Defendant who represented himself on weapons charge loses

page1image3776

STATE  v.

KEVIN A. CARTER,

Defendant-Appellant. _______________________

SUPERIOR COURT OF NEW JERSEY APPELLATE DIVISION
DOCKET NO. A-1146-18

Submitted on January 6, 2021 – Decided February 22, 2021

Before Judges Sumners and Mitterhoff.

On appeal from the Superior Court of New Jersey, Law Division, Monmouth County, Indictment No. 16-10-1840

Joseph E. Krakora, Public Defender, attorney for appellant (John Douard, Assistant Deputy Public Defender, of counsel and on the briefs).

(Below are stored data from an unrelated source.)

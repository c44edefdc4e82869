//! refdoc: render API reference documentation from extracted signatures.
//!
//! An extractor (outside this crate) walks source definitions and hands over
//! records describing functions, methods, and classes. refdoc turns those
//! records into AsciiDoc:
//!
//! - [`markup`]: the node set (`Rule`, `Text`, `Heading`, `List`, `Table`) and `flatten`
//! - [`model`]: validated, immutable records
//! - [`policy`]: naming conventions of the documented language
//! - [`reference`]: per-record templates, table rows, call shapes, detail sections
//! - [`page`]: a whole module reference, loadable from the extractor's JSON

pub mod markup;
pub mod model;
pub mod page;
pub mod policy;
pub mod reference;

pub use markup::{flatten, flatten_unstripped, List, Node, Table};
pub use model::{ClassRecord, ConstructorRecord, FunctionRecord, MethodRecord, Parameter};
pub use page::Page;
pub use policy::{Policy, PolicyConfig};
pub use reference::Reference;
//! Inline formatting wrappers.

/// `_text_`
pub fn emphasis(text: &str) -> String {
    format!("_{}_", text)
}

/// `*text*`
pub fn bold(text: &str) -> String {
    format!("*{}*", text)
}

/// `` `text` ``
pub fn code(text: &str) -> String {
    format!("`{}`", text)
}

#[cfg(test)]
mod tests {
    use super::*;

    #[test]
    fn wrappers_nest() {
        assert_eq!(code(&bold("hello")), "`*hello*`");
        assert_eq!(code(&emphasis("int")), "`_int_`");
    }
}
use pretty_assertions::assert_eq;
use refdoc::{
    flatten, ClassRecord, FunctionRecord, MethodRecord, Node, Page, Parameter, Policy, Reference,
    Table,
};

fn fixture(name: &str) -> String {
    let path = format!("{}/tests/fixtures/{}", env!("CARGO_MANIFEST_DIR"), name);
    std::fs::read_to_string(&path).unwrap_or_else(|e| panic!("failed to read {}: {}", path, e))
}

// -- pages --

#[test]
fn page_from_json_matches_expected() {
    let page = Page::from_json(&fixture("animals.json")).unwrap();
    let expected = fixture("animals.expected.adoc");
    assert_eq!(page.render(), expected.trim_end());
}

#[test]
fn page_render_is_repeatable() {
    let page = Page::from_json(&fixture("animals.json")).unwrap();
    assert_eq!(page.render(), page.render());
}

#[test]
fn hidden_members_never_reach_the_page() {
    let page = Page::from_json(&fixture("animals.json")).unwrap();
    assert!(!page.render().contains("__repr__"));
}

#[test]
fn constructor_template_from_fixture() {
    let page = Page::from_json(&fixture("animals.json")).unwrap();
    let templates = page.templates();
    let (_, template) = templates
        .iter()
        .find(|(name, _)| name == "Cat.__init__")
        .unwrap();
    assert_eq!(template, fixture("animals.templates.adoc").trim_end());
}

#[test]
fn invalid_page_reports_the_record() {
    let err = Page::from_json(
        r#"{ "reference": "m", "functions": [{ "identifier": "f", "parameters": [{ "name": "a", "optional": true }, { "name": "b" }] }] }"#,
    )
    .unwrap_err();
    assert!(format!("{:#}", err).contains("invalid function `f`"));
}

#[test]
fn unknown_fields_are_rejected() {
    assert!(Page::from_json(r#"{ "reference": "m", "modules": [] }"#).is_err());
}

// -- records built in code --

#[test]
fn hello_without_parameters() {
    let hello = FunctionRecord::new("hello", "functions", vec![], "", "greets the user").unwrap();

    assert_eq!(hello.docstring_template(), "<DESCRIPTION>\n\n<EXPLANATION>");
    assert_eq!(hello.table_item(), vec!["`*hello*`", "greets the user"]);
    assert_eq!(hello.shape().generate(), vec!["`functions.*hello*()`"]);
}

#[test]
fn hello_with_parameter() {
    let params = Parameter::from_parallel(&["name"], &["str"], 0).unwrap();
    let hello = FunctionRecord::new("hello", "functions", params, "", "greets the user").unwrap();

    assert_eq!(hello.shape().generate(), vec!["`functions.*hello*(_name_)`"]);
    assert_eq!(hello.parameter_optional(), vec![false]);
}

#[test]
fn method_tables_for_constructed_class() {
    let policy = Policy::default();
    let method = |name: &str, return_type: &str| {
        let record = FunctionRecord::new(
            name,
            "Cat",
            vec![Parameter::required("self", "")],
            return_type,
            "",
        )
        .unwrap();
        MethodRecord::from_function(record, &policy)
    };
    let class = ClassRecord::new(
        "Cat",
        "classes",
        "cat class",
        None,
        vec![method("rename", ""), method("age_human_years", "int"), method("introduce", "")],
    );

    let tables: Vec<Table> = class
        .method_tables()
        .into_iter()
        .filter_map(|node| match node {
            Node::Table(table) => Some(table),
            _ => None,
        })
        .collect();

    assert_eq!(tables.len(), 2);
    assert_eq!(tables[0].rows().len(), 2);
    assert_eq!(tables[0].rows()[0][0], "`*rename*`");
    assert_eq!(tables[0].rows()[1][0], "`*introduce*`");
    assert_eq!(tables[1].rows(), &[vec!["`_int_`".to_string(), "`*age_human_years*`".to_string(), String::new()]]);
}

#[test]
fn flatten_of_concatenated_details() {
    let a = FunctionRecord::new("a", "m", vec![], "", "first").unwrap().details();
    let b = FunctionRecord::new("b", "m", vec![], "int", "").unwrap().details();
    let joined: Vec<Node> = a.iter().chain(&b).cloned().collect();

    let separate = format!(
        "{}{}",
        refdoc::flatten_unstripped(&a),
        refdoc::flatten_unstripped(&b)
    );
    assert_eq!(flatten(&joined), separate.trim());
}
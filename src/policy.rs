//! Naming conventions of the documented language.
//!
//! Which leading parameter is an implicit receiver, which receiver marks a
//! class-level method, which member is the constructor, and which member
//! names are hidden from the reference. Defaults follow Python.

use anyhow::{Context, Result};
use regex::Regex;
use serde::Deserialize;
use std::sync::LazyLock;

static RE_HIDDEN: LazyLock<Regex> = LazyLock::new(|| Regex::new(r"^_").unwrap());

const DEFAULT_RECEIVERS: &[&str] = &["self", "cls"];
const DEFAULT_CLASS_RECEIVERS: &[&str] = &["cls"];
const DEFAULT_CONSTRUCTOR: &str = "__init__";

#[derive(Debug, Clone)]
pub struct Policy {
    /// Names of the implicit first parameter of a method
    pub receivers: Vec<String>,
    /// Receivers that mark a class-level (static-like) method
    pub class_receivers: Vec<String>,
    /// Member name that denotes the constructor
    pub constructor: String,
    /// Member names matching this pattern are left out of the reference
    pub hidden: Regex,
}

impl Default for Policy {
    fn default() -> Self {
        Self {
            receivers: owned_names(DEFAULT_RECEIVERS),
            class_receivers: owned_names(DEFAULT_CLASS_RECEIVERS),
            constructor: DEFAULT_CONSTRUCTOR.to_string(),
            hidden: RE_HIDDEN.clone(),
        }
    }
}

/// Serialized form of [`Policy`]. Missing fields keep their defaults.
#[derive(Debug, Clone, Default, Deserialize)]
#[serde(default, deny_unknown_fields)]
pub struct PolicyConfig {
    pub receivers: Option<Vec<String>>,
    pub class_receivers: Option<Vec<String>>,
    pub constructor: Option<String>,
    pub hidden: Option<String>,
}

impl Policy {
    pub fn from_config(config: PolicyConfig) -> Result<Self> {
        let defaults = Self::default();
        let hidden = match config.hidden {
            Some(pattern) => Regex::new(&pattern)
                .with_context(|| format!("invalid hidden-name pattern: {}", pattern))?,
            None => defaults.hidden,
        };
        Ok(Self {
            receivers: config.receivers.unwrap_or(defaults.receivers),
            class_receivers: config.class_receivers.unwrap_or(defaults.class_receivers),
            constructor: config.constructor.unwrap_or(defaults.constructor),
            hidden,
        })
    }

    pub fn is_receiver(&self, name: &str) -> bool {
        self.receivers.iter().any(|r| r == name)
    }

    pub fn is_class_receiver(&self, name: &str) -> bool {
        self.class_receivers.iter().any(|r| r == name)
    }

    pub fn is_constructor(&self, name: &str) -> bool {
        self.constructor == name
    }

    /// Hidden names are skipped unless they denote the constructor.
    pub fn is_hidden(&self, name: &str) -> bool {
        !self.is_constructor(name) && self.hidden.is_match(name)
    }
}

fn owned_names(names: &[&str]) -> Vec<String> {
    names.iter().map(|n| n.to_string()).collect()
}

#[cfg(test)]
mod tests {
    use super::*;

    #[test]
    fn python_defaults() {
        let policy = Policy::default();
        assert!(policy.is_receiver("self"));
        assert!(policy.is_receiver("cls"));
        assert!(policy.is_class_receiver("cls"));
        assert!(!policy.is_class_receiver("self"));
        assert!(policy.is_constructor("__init__"));
    }

    #[test]
    fn constructor_is_never_hidden() {
        let policy = Policy::default();
        assert!(policy.is_hidden("_private"));
        assert!(policy.is_hidden("__repr__"));
        assert!(!policy.is_hidden("__init__"));
        assert!(!policy.is_hidden("public"));
    }

    #[test]
    fn config_overrides_only_given_fields() {
        let config = PolicyConfig {
            receivers: Some(vec!["this".to_string()]),
            hidden: Some(r"^internal_".to_string()),
            ..Default::default()
        };
        let policy = Policy::from_config(config).unwrap();
        assert!(policy.is_receiver("this"));
        assert!(!policy.is_receiver("self"));
        assert!(policy.is_hidden("internal_helper"));
        assert!(!policy.is_hidden("_private"));
        assert_eq!(policy.constructor, "__init__");
    }

    #[test]
    fn invalid_pattern_is_reported() {
        let config = PolicyConfig {
            hidden: Some("(".to_string()),
            ..Default::default()
        };
        let err = Policy::from_config(config).unwrap_err();
        assert!(err.to_string().contains("invalid hidden-name pattern"));
    }
}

Christopher J. Gramiccioni, Monmouth County Prosecutor, attorney for respondent (Maura K. Tully, Assistant Prosecutor, of counsel and on the brief).

 NOT FOR PUBLICATION WITHOUT THE APPROVAL OF THE APPELLATE DIVISION

This opinion shall not "constitute precedent or be binding upon any court." Although it is posted on the internet, this opinion is binding only on the parties in the case and its use in other cases is limited. R. 1:36-3.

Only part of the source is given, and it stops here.